Originaire de Niafunké, une petite ville proche de Tombouctou, Soumaïla Cissé, 63 ans, parle couramment le peul, le bambara, le shongaï et le français. Il est le seul des 27 candidats à la présidentielle malienne à avoir entamé sa campagne dans le nord du Mali, en tenant son premier meeting à Mopti, "la dernière ville libre avant d’entrer dans l’enfer du Nord occupé par les djihadistes et les irrédentistes touaregs".

Son credo : "tout le monde doit mettre la main à la pâte". Fort de brillantes études universitaires et de deux mandats à la tête de l’Union économique et monétaire ouest-africaine (UEMOA), l’homme, au visage sage et avenant, est perçu par les Maliens comme un technocrate. "Compte tenu de l’ampleur de la crise que nous connaissons, c’est un sérieux atout", assure-t-il.

"Soumi" entre en politique au début des années 1990, aux côtés d’Alpha Oumar Konaré, avec qui il crée l’Alliance pour la démocratie au Mali - Parti africain pour la solidarité et la justice (Adéma-PASJ). Lorsque Konaré remporte la présidentielle de 1992, il est nommé secrétaire général de la présidence de la République. Il est ensuite successivement nommé à la tête du ministère des Finances, puis de l’Équipement et de l’Aménagement du territoire, poste qu’il quitte en 2002.

Investi, la même année, candidat à la présidentielle par son parti, il bat de peu IBK au premier tour avant de s’incliner face à Amadou Toumani Touré au second tour, avec moins de 35 % des voix. Il quitte alors l’Adéma-PASJ et crée l’Union pour la démocratie et la république (UDR), parti qui devient, en quelques années, une redoutable machine politique. Sa nomination, en 2004, à la tête de l’UEMOA, basé à Ouagadougou au Burkina Faso, l’éloigne quelques années de la politique malienne. Il revient en 2011 dans son pays, et est investi candidat à la présidentielle, initialement prévue en avril 2012.

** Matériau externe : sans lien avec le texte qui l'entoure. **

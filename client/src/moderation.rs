//! Admin moderation: selection, single decisions and bulk actions.
//!
//! Bulk actions call the single-item action once per selected id, in the
//! order the ids were selected. There is no atomicity: each call stands on
//! its own and a failure does not stop the rest. The [`BulkReport`] records
//! every outcome so one toast can be shown per item.

use std::future::Future;

use serde::{Deserialize, Serialize};

use crate::error::{ApiResult, ModerationError, ModerationResult};
use crate::models::{Banner, Concert, Entity, ModerationStatus, TrackSubmission, Video};
use crate::notify::Notifier;

// =============================================================================
// Moderatable
// =============================================================================

/// Content an admin can approve or reject.
pub trait Moderatable: Entity {
    fn moderation_status(&self) -> ModerationStatus;

    fn set_moderation(&mut self, status: ModerationStatus, note: Option<String>);
}

macro_rules! moderatable {
    ($ty:ty, $note:ident) => {
        impl Moderatable for $ty {
            fn moderation_status(&self) -> ModerationStatus {
                self.status
            }

            fn set_moderation(&mut self, status: ModerationStatus, note: Option<String>) {
                self.status = status;
                self.$note = note;
            }
        }
    };
}

moderatable!(Concert, rejection_reason);
moderatable!(Video, rejection_reason);
moderatable!(TrackSubmission, rejection_reason);
moderatable!(Banner, moderation_note);

/// An admin's verdict on one item.
#[derive(Debug, Clone, PartialEq, Eq, Serialize, Deserialize)]
#[serde(tag = "action", content = "note", rename_all = "lowercase")]
pub enum Decision {
    Approve,
    /// Carries the trimmed, non-empty note.
    Reject(String),
}

impl Decision {
    /// Builds a rejection; a blank note is refused.
    pub fn reject(note: &str) -> ModerationResult<Self> {
        let note = note.trim();
        if note.is_empty() {
            return Err(ModerationError::MissingNote);
        }
        Ok(Decision::Reject(note.to_string()))
    }

    /// Applies the verdict to a local copy.
    pub fn apply_to<T: Moderatable>(&self, item: &mut T) {
        match self {
            Decision::Approve => item.set_moderation(ModerationStatus::Approved, None),
            Decision::Reject(note) => item.set_moderation(ModerationStatus::Rejected, Some(note.clone())),
        }
    }

    fn verb(&self) -> &'static str {
        match self {
            Decision::Approve => "одобрено",
            Decision::Reject(_) => "отклонено",
        }
    }
}

/// Items still waiting for a decision; only these can be selected.
pub fn awaiting_review<T: Moderatable + Clone>(items: &[T]) -> Vec<T> {
    items
        .iter()
        .filter(|item| item.moderation_status().is_awaiting_review())
        .cloned()
        .collect()
}

// =============================================================================
// Selection
// =============================================================================

/// Checked rows of an admin table, in the order they were checked.
#[derive(Debug, Clone, Default, PartialEq, Eq)]
pub struct Selection {
    ids: Vec<String>,
}

impl Selection {
    pub fn new() -> Self {
        Self::default()
    }

    pub fn is_selected(&self, id: &str) -> bool {
        self.ids.iter().any(|s| s == id)
    }

    pub fn select(&mut self, id: impl Into<String>) {
        let id = id.into();
        if !self.is_selected(&id) {
            self.ids.push(id);
        }
    }

    pub fn deselect(&mut self, id: &str) {
        self.ids.retain(|s| s != id);
    }

    /// Checkbox click.
    pub fn toggle(&mut self, id: &str) {
        if self.is_selected(id) {
            self.deselect(id);
        } else {
            self.select(id);
        }
    }

    /// Header checkbox: selects every visible item, or clears when all already are.
    pub fn toggle_all<'a, T: Entity + 'a>(&mut self, visible: impl IntoIterator<Item = &'a T>) {
        let visible: Vec<&str> = visible.into_iter().map(Entity::id).collect();
        if !visible.is_empty() && visible.iter().all(|id| self.is_selected(id)) {
            self.ids.retain(|s| !visible.contains(&s.as_str()));
        } else {
            for id in visible {
                self.select(id);
            }
        }
    }

    /// Drops ids that are no longer in `items`.
    pub fn retain_existing<T: Entity>(&mut self, items: &[T]) {
        self.ids.retain(|id| items.iter().any(|item| item.id() == id));
    }

    pub fn clear(&mut self) {
        self.ids.clear();
    }

    pub fn ids(&self) -> &[String] {
        &self.ids
    }

    pub fn len(&self) -> usize {
        self.ids.len()
    }

    pub fn is_empty(&self) -> bool {
        self.ids.is_empty()
    }
}

// =============================================================================
// Bulk actions
// =============================================================================

/// Per-item outcome of a bulk action.
#[derive(Debug, Clone, PartialEq, Eq)]
pub struct BulkReport {
    pub decision: Decision,
    pub succeeded: Vec<String>,
    /// `(id, message)` pairs.
    pub failed: Vec<(String, String)>,
}

impl BulkReport {
    pub fn total(&self) -> usize {
        self.succeeded.len() + self.failed.len()
    }

    pub fn all_succeeded(&self) -> bool {
        self.failed.is_empty()
    }

    /// Applies the decision to local copies of the items that succeeded.
    pub fn apply_to<T: Moderatable>(&self, items: &mut [T]) {
        for item in items.iter_mut() {
            if self.succeeded.iter().any(|id| id == item.id()) {
                self.decision.apply_to(item);
            }
        }
    }

    /// One toast per outcome.
    pub fn notify(&self, notifier: &Notifier) {
        for id in &self.succeeded {
            notifier.success(format!("#{}: {}", id, self.decision.verb()));
        }
        for (id, message) in &self.failed {
            notifier.error(format!("#{}: {}", id, message));
        }
    }
}

/// Runs `call` once per selected id with `decision`.
pub async fn run_bulk<F, Fut>(
    selection: &Selection,
    decision: Decision,
    mut call: F,
) -> ModerationResult<BulkReport>
where
    F: FnMut(String, Decision) -> Fut,
    Fut: Future<Output = ApiResult<()>>,
{
    if selection.is_empty() {
        return Err(ModerationError::EmptySelection);
    }

    let mut report = BulkReport { decision: decision.clone(), succeeded: Vec::new(), failed: Vec::new() };
    for id in selection.ids() {
        match call(id.clone(), decision.clone()).await {
            Ok(()) => report.succeeded.push(id.clone()),
            Err(e) => {
                log::warn!("moderation of {} failed: {}", id, e);
                report.failed.push((id.clone(), e.user_message()));
            }
        }
    }

    log::info!(
        "bulk {:?}: {}/{} succeeded",
        report.decision,
        report.succeeded.len(),
        report.total()
    );
    Ok(report)
}

pub async fn bulk_approve<F, Fut>(selection: &Selection, mut approve_one: F) -> ModerationResult<BulkReport>
where
    F: FnMut(String) -> Fut,
    Fut: Future<Output = ApiResult<()>>,
{
    run_bulk(selection, Decision::Approve, |id, _| approve_one(id)).await
}

/// The note is checked before any call is made.
pub async fn bulk_reject<F, Fut>(
    selection: &Selection,
    note: &str,
    mut reject_one: F,
) -> ModerationResult<BulkReport>
where
    F: FnMut(String, String) -> Fut,
    Fut: Future<Output = ApiResult<()>>,
{
    let decision = Decision::reject(note)?;
    run_bulk(selection, decision, |id, decision| {
        let note = match decision {
            Decision::Reject(note) => note,
            Decision::Approve => String::new(),
        };
        reject_one(id, note)
    })
    .await
}
use artistdash::SubmissionPhase;
use leptos::*;

/// Upload progress bar, visible while a submission is running.
#[component]
pub fn ProgressBar(phase: Signal<SubmissionPhase>) -> impl IntoView {
    let percent = move || phase.with(SubmissionPhase::progress);

    view! {
        <Show when=move || phase.with(SubmissionPhase::is_busy) fallback=|| ()>
            <div class="progress-section show">
                <div class="progress-bar">
                    <div class="progress-fill" style=move || format!("width: {}%;", percent())></div>
                </div>
                <div class="progress-label">{move || format!("Загрузка… {}%", percent())}</div>
            </div>
        </Show>
    }
}
//! Banner placements.

use chrono::{DateTime, NaiveDate, Utc};
use serde::{Deserialize, Serialize};

use super::{Entity, ModerationStatus};

wire_enum! {
    /// Fixed site position a banner is shown in.
    pub enum BannerPlacement as "banner placement" {
        HomeTop => "home-top",
        HomeSidebar => "home-sidebar",
        Catalog => "catalog",
        Player => "player",
    }
}

/// A paid banner as stored by the backend.
#[derive(Debug, Clone, PartialEq, Serialize, Deserialize)]
#[serde(rename_all = "camelCase")]
pub struct Banner {
    pub id: String,
    #[serde(default)]
    pub title: String,
    #[serde(default)]
    pub artist_name: String,
    #[serde(default, skip_serializing_if = "Option::is_none")]
    pub image: Option<String>,
    #[serde(default, skip_serializing_if = "Option::is_none")]
    pub link_url: Option<String>,
    pub placement: BannerPlacement,
    #[serde(default)]
    pub start_date: Option<NaiveDate>,
    #[serde(default)]
    pub end_date: Option<NaiveDate>,
    #[serde(default)]
    pub status: ModerationStatus,
    #[serde(default)]
    pub impressions: u64,
    #[serde(default)]
    pub clicks: u64,
    /// Price in coins.
    #[serde(default)]
    pub price: u64,
    #[serde(default, skip_serializing_if = "Option::is_none")]
    pub moderation_note: Option<String>,
    pub created_at: DateTime<Utc>,
}

impl Entity for Banner {
    fn id(&self) -> &str {
        &self.id
    }
}

impl Banner {
    /// Click-through rate in percent, 0 when never shown.
    pub fn ctr(&self) -> f64 {
        if self.impressions == 0 {
            0.0
        } else {
            self.clicks as f64 * 100.0 / self.impressions as f64
        }
    }

    /// Whether `day` falls within the booked run (inclusive).
    pub fn is_running_on(&self, day: NaiveDate) -> bool {
        self.status == ModerationStatus::Approved
            && self.start_date.map_or(false, |start| start <= day)
            && self.end_date.map_or(true, |end| day <= end)
    }
}

/// Payload for `POST /banners`.
#[derive(Debug, Clone, PartialEq, Serialize, Deserialize)]
#[serde(rename_all = "camelCase")]
pub struct NewBanner {
    pub title: String,
    pub image: Option<String>,
    pub link_url: Option<String>,
    pub placement: Option<BannerPlacement>,
    pub start_date: Option<NaiveDate>,
    pub end_date: Option<NaiveDate>,
    pub status: ModerationStatus,
}

#[cfg(test)]
mod tests {
    use super::*;

    fn banner() -> Banner {
        Banner {
            id: "b-1".into(),
            title: "Новый альбом".into(),
            artist_name: "Nova".into(),
            image: Some("data:image/png;base64,AAAA".into()),
            link_url: None,
            placement: BannerPlacement::HomeTop,
            start_date: NaiveDate::from_ymd_opt(2026, 7, 1),
            end_date: NaiveDate::from_ymd_opt(2026, 7, 14),
            status: ModerationStatus::Approved,
            impressions: 2000,
            clicks: 50,
            price: 300,
            moderation_note: None,
            created_at: Utc::now(),
        }
    }

    #[test]
    fn test_ctr() {
        let mut b = banner();
        assert!((b.ctr() - 2.5).abs() < 1e-9);
        b.impressions = 0;
        assert_eq!(b.ctr(), 0.0);
    }

    #[test]
    fn test_running_window_is_inclusive() {
        let b = banner();
        assert!(b.is_running_on(NaiveDate::from_ymd_opt(2026, 7, 1).unwrap()));
        assert!(b.is_running_on(NaiveDate::from_ymd_opt(2026, 7, 14).unwrap()));
        assert!(!b.is_running_on(NaiveDate::from_ymd_opt(2026, 7, 15).unwrap()));

        let pending = Banner { status: ModerationStatus::Pending, ..banner() };
        assert!(!pending.is_running_on(NaiveDate::from_ymd_opt(2026, 7, 2).unwrap()));
    }
}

Il condamne fermement le coup d’État contre Amadou Toumani Touré, en mars 2012. Dans une lettre ouverte publiée par "Jeune Afrique", il fustige "l’acte réactionnaire le plus bas de l’histoire politique du Mali au cours des 20 dernières années". Cette prise de position lui vaut d'être brutalement arrêté parmi d'autres par les hommes armés du capitaine Amadou Haya Sanogo, chef des putschistes. Aujourd'hui, il appelle "à l'effacement" de la scène de Sanogo et de sa junte, qui exercent encore une certaine influence à Bamako.